Quote from: The All-Seeing Waffle on October 09, 2015, 09:22:37 PM
Mr B the Gentleman Rhymer and Professor Elemental.

Also, Necro

Listened to Necro's Brutality Part 1 album on the way home and this one struck me in two ways. Something about him or his lyrics or...something...comes across as very pretentious and i'm not sure exactly why. I'll have think about it.

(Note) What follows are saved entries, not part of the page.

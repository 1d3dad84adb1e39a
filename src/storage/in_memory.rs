//! In-memory entity store
//!
//! Members and clubs live in one shared state so that member records can
//! resolve their club references and clubs can derive their member lists.
//! Both collections keep insertion order.

use std::sync::Arc;

use tokio::sync::{RwLock, RwLockReadGuard, RwLockWriteGuard};

use crate::modules::clubs::models::Club;
use crate::modules::members::models::Member;

/// A member as stored: scalar fields plus the ordered club-id references
#[derive(Debug, Clone)]
pub(crate) struct MemberRecord {
    pub(crate) member: Member,
    pub(crate) club_ids: Vec<String>,
}

#[derive(Debug, Default)]
pub(crate) struct StoreState {
    pub(crate) members: Vec<MemberRecord>,
    pub(crate) clubs: Vec<Club>,
}

impl StoreState {
    pub(crate) fn club(&self, id: &str) -> Option<&Club> {
        self.clubs.iter().find(|club| club.has_id(id))
    }

    pub(crate) fn member(&self, id: &str) -> Option<&MemberRecord> {
        self.members.iter().find(|record| record.member.has_id(id))
    }

    /// Member with its club references resolved, in reference order
    pub(crate) fn member_with_clubs(&self, record: &MemberRecord) -> Member {
        let mut member = record.member.clone();
        member.clubs = record
            .club_ids
            .iter()
            .filter_map(|id| self.club(id).cloned())
            .collect();
        member
    }

    /// Club with the members that reference it, each listed once
    pub(crate) fn club_with_members(&self, club: &Club) -> Club {
        let mut club = club.clone();
        club.members = match club.id.as_deref() {
            Some(id) => self
                .members
                .iter()
                .filter(|record| record.club_ids.iter().any(|club_id| club_id == id))
                .map(|record| record.member.clone())
                .collect(),
            None => Vec::new(),
        };
        club
    }
}

/// Process-wide in-memory store handle; clones share the same state
#[derive(Debug, Clone, Default)]
pub struct InMemoryStore {
    state: Arc<RwLock<StoreState>>,
}

impl InMemoryStore {
    /// Create a new empty store
    pub fn new() -> Self {
        Self::default()
    }

    pub(crate) async fn read(&self) -> RwLockReadGuard<'_, StoreState> {
        self.state.read().await
    }

    pub(crate) async fn write(&self) -> RwLockWriteGuard<'_, StoreState> {
        self.state.write().await
    }

    /// Number of stored members and clubs
    pub async fn counts(&self) -> (usize, usize) {
        let state = self.state.read().await;
        (state.members.len(), state.clubs.len())
    }
}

With that out of the way, those beats were fanfuckingtastic. So, it was quite serendipitous when I saw that THIS was available.

Mesozoic Mister Nigel

Quote from: Bu☆ns on October 10, 2015, 12:00:54 AM
Quote from: Mesozoic Mister Nigel on October 09, 2015, 11:26:39 PM
Quote from: Bu☆ns on October 09, 2015, 09:57:12 PM
Quote from: Mesozoic Mister Nigel on October 09, 2015, 09:14:00 PM
Quote from: Bu☆ns on October 09, 2015, 01:53:41 PM
Quote from: Mesozoic Mister Nigel on October 09, 2015, 05:07:09 AM
Quote from: OREGON on October 09, 2015, 12:32:20 AM
And, of course, ICP.

This should really just be a given.
I can't...I just can't

Come on, man. Trust me, I'm a scientist.

When I was a couch tenant at a buddy's house one year, his brother thought it was a good idea to play ICP at 8 o'clock every damn morning (give or take a hangover). While he wasn't a scientist, I can personally attest to the amount of internal violence associated with repetitive, somnambulistic messages about stabbing people, face paint and STDs.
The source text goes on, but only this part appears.